ALETRIUM
(Alatri) Italy.
On a lofty hill in
olive-growing country, about 72 km E-SE of Rome. It
controls the valley of the river Cosa. A town of the
Hernici, Aletrium dates perhaps from the 6th c. B.C.
From the 4th c. B.C. on, it was a loyal ally of Rome. In
90 B.C. it acquired Roman citizenship and became a
municipium but is rarely mentioned in ancient literature.
It has always been a considerable town.
Its massive walls, the finest and most remarkable example of polygonal construction in Italy, are its principal
monument. They are built of large blocks of limestone,
which are sometimes over 3 m long and over 2 m high:
the irregularly shaped blocks are fitted tightly together
without cement and their faces have been smoothed. The
walls are in two circuits, usually thought to be contemporaneous: they may belong to the 4th c. B.C., but some
scholars date them as late as the 2d or even the 1st c. B.C.
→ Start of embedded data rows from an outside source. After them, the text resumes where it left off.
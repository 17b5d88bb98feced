use tracing_subscriber::{fmt, layer::SubscriberExt, util::SubscriberInitExt, EnvFilter};

/// Installs the global subscriber. `RUST_LOG` takes precedence over `level`.
pub fn init_logging(level: &str) {
    let default_filter = format!("{},model_registry_server=debug", level);

    tracing_subscriber::registry()
        .with(EnvFilter::try_from_default_env().unwrap_or_else(|_| EnvFilter::new(default_filter)))
        .with(fmt::layer().with_target(true).with_level(true).compact())
        .init();
}
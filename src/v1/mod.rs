pub mod generate;
pub mod health;
pub mod logs;
pub mod registry;

pub use generate::{generate, generate_stream};
pub use health::{health_check, HealthResponse};
pub use logs::{append_log, clear_logs, list_logs};
pub use registry::{create_entry, delete_entry, list_entries, update_entry, DeleteEntryRequest, SuccessResponse};
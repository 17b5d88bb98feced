use axum::{extract::State, Json};
use serde::{Deserialize, Serialize};

use crate::error::{ApiJson, Result};
use crate::registry::{EntryUpdate, NewEntry, RegistryEntry};
use crate::AppState;

#[derive(Debug, Deserialize)]
pub struct DeleteEntryRequest {
    #[serde(default)]
    pub id: String,
}

#[derive(Serialize)]
pub struct SuccessResponse {
    pub success: bool,
}

/// Every entry is re-probed before the list is returned.
pub async fn list_entries(State(state): State<AppState>) -> Json<Vec<RegistryEntry>> {
    Json(state.registry.refresh_all().await)
}

pub async fn create_entry(
    State(state): State<AppState>,
    ApiJson(req): ApiJson<NewEntry>,
) -> Result<Json<RegistryEntry>> {
    let entry = state.registry.create(req).await?;
    Ok(Json(entry))
}

pub async fn update_entry(
    State(state): State<AppState>,
    ApiJson(req): ApiJson<EntryUpdate>,
) -> Result<Json<RegistryEntry>> {
    let entry = state.registry.update(req).await?;
    Ok(Json(entry))
}

pub async fn delete_entry(
    State(state): State<AppState>,
    ApiJson(req): ApiJson<DeleteEntryRequest>,
) -> Json<SuccessResponse> {
    state.registry.delete(&req.id).await;
    Json(SuccessResponse { success: true })
}
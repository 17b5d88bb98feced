use chrono::{DateTime, Utc};
use std::sync::Arc;
use tokio::sync::RwLock;

use super::types::{HealthStatus, RegistryEntry};
use crate::error::ApiError;

/// Process-lifetime, insertion-ordered collection of registry entries.
///
/// The lock is only ever held for the in-memory mutation itself; callers
/// probe backends before or after touching the store, never while holding it.
#[derive(Clone, Default)]
pub struct RegistryStore {
    entries: Arc<RwLock<Vec<RegistryEntry>>>,
}

impl RegistryStore {
    pub fn new() -> Self {
        Self::default()
    }

    pub async fn list(&self) -> Vec<RegistryEntry> {
        self.entries.read().await.clone()
    }

    pub async fn get(&self, id: &str) -> Option<RegistryEntry> {
        self.entries.read().await.iter().find(|e| e.id == id).cloned()
    }

    pub async fn len(&self) -> usize {
        self.entries.read().await.len()
    }

    pub async fn is_empty(&self) -> bool {
        self.entries.read().await.is_empty()
    }

    pub async fn insert(&self, entry: RegistryEntry) -> Result<RegistryEntry, ApiError> {
        let mut entries = self.entries.write().await;
        if entries.iter().any(|e| e.id == entry.id) {
            return Err(ApiError::Internal(format!(
                "registry entry '{}' already exists",
                entry.id
            )));
        }
        entries.push(entry.clone());
        Ok(entry)
    }

    /// Replaces the entry with the same id, keeping its position.
    pub async fn replace(&self, entry: RegistryEntry) -> Result<RegistryEntry, ApiError> {
        let mut entries = self.entries.write().await;
        let slot = entries
            .iter_mut()
            .find(|e| e.id == entry.id)
            .ok_or_else(|| ApiError::NotFound(format!("registry entry '{}' not found", entry.id)))?;
        *slot = entry.clone();
        Ok(entry)
    }

    /// Removes the entry if present. Returns whether anything was removed.
    pub async fn remove(&self, id: &str) -> bool {
        let mut entries = self.entries.write().await;
        let before = entries.len();
        entries.retain(|e| e.id != id);
        entries.len() != before
    }

    /// Records a probe outcome. Returns `None` when the entry has been
    /// deleted while the probe was in flight.
    pub async fn record_status(
        &self,
        id: &str,
        status: HealthStatus,
        checked_at: DateTime<Utc>,
    ) -> Option<RegistryEntry> {
        let mut entries = self.entries.write().await;
        let entry = entries.iter_mut().find(|e| e.id == id)?;
        entry.last_known_status = status;
        entry.last_checked_at = Some(checked_at);
        Some(entry.clone())
    }

    pub async fn record_statuses(&self, outcomes: &[(String, HealthStatus, DateTime<Utc>)]) {
        let mut entries = self.entries.write().await;
        for (id, status, checked_at) in outcomes {
            if let Some(entry) = entries.iter_mut().find(|e| &e.id == id) {
                entry.last_known_status = *status;
                entry.last_checked_at = Some(*checked_at);
            }
        }
    }
}

#[cfg(test)]
mod tests {
    use super::*;
    use crate::backend::BackendKind;
    use crate::registry::types::GenerationParams;

    fn entry(id: &str) -> RegistryEntry {
        let now = Utc::now();
        RegistryEntry {
            id: id.to_string(),
            display_name: format!("entry {}", id),
            kind: BackendKind::Ollama,
            endpoint_url: "http://localhost:11434".to_string(),
            auth_token: None,
            generation_defaults: GenerationParams::default(),
            last_known_status: HealthStatus::Offline,
            last_checked_at: None,
            created_at: now,
            updated_at: now,
        }
    }

    #[tokio::test]
    async fn list_preserves_insertion_order() {
        let store = RegistryStore::new();
        for id in ["c", "a", "b"] {
            store.insert(entry(id)).await.unwrap();
        }
        let ids: Vec<_> = store.list().await.into_iter().map(|e| e.id).collect();
        assert_eq!(ids, vec!["c", "a", "b"]);
    }

    #[tokio::test]
    async fn replace_unknown_id_is_not_found() {
        let store = RegistryStore::new();
        store.insert(entry("a")).await.unwrap();
        let err = store.replace(entry("zzz")).await.unwrap_err();
        assert!(matches!(err, ApiError::NotFound(_)));
        assert_eq!(store.len().await, 1);
    }

    #[tokio::test]
    async fn remove_is_idempotent() {
        let store = RegistryStore::new();
        store.insert(entry("a")).await.unwrap();
        store.insert(entry("b")).await.unwrap();
        assert!(store.remove("a").await);
        assert!(!store.remove("a").await);
        let ids: Vec<_> = store.list().await.into_iter().map(|e| e.id).collect();
        assert_eq!(ids, vec!["b"]);
    }

    #[tokio::test]
    async fn status_of_deleted_entry_is_dropped() {
        let store = RegistryStore::new();
        store.insert(entry("a")).await.unwrap();
        store.remove("a").await;
        assert!(store
            .record_status("a", HealthStatus::Online, Utc::now())
            .await
            .is_none());
        assert!(store.is_empty().await);
    }
}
Both circuits can be traced in their entirety.
The first circuit, which is mingled with mediaeval fortifications, surrounds the town as a whole. Elliptical in
shape, it extends for ca. 4 km. Impressive sections of it,
over 3 m high in places, can be seen in the N quarter
of the town between the Porta S. Francesco and the Porta
S. Pietro. Both these gates are ancient and were originally
double, their two faces separated by small courts. Some
of the polygonal blocks have apotropaic figures carved on
them in bas relief, but these are badly weathered.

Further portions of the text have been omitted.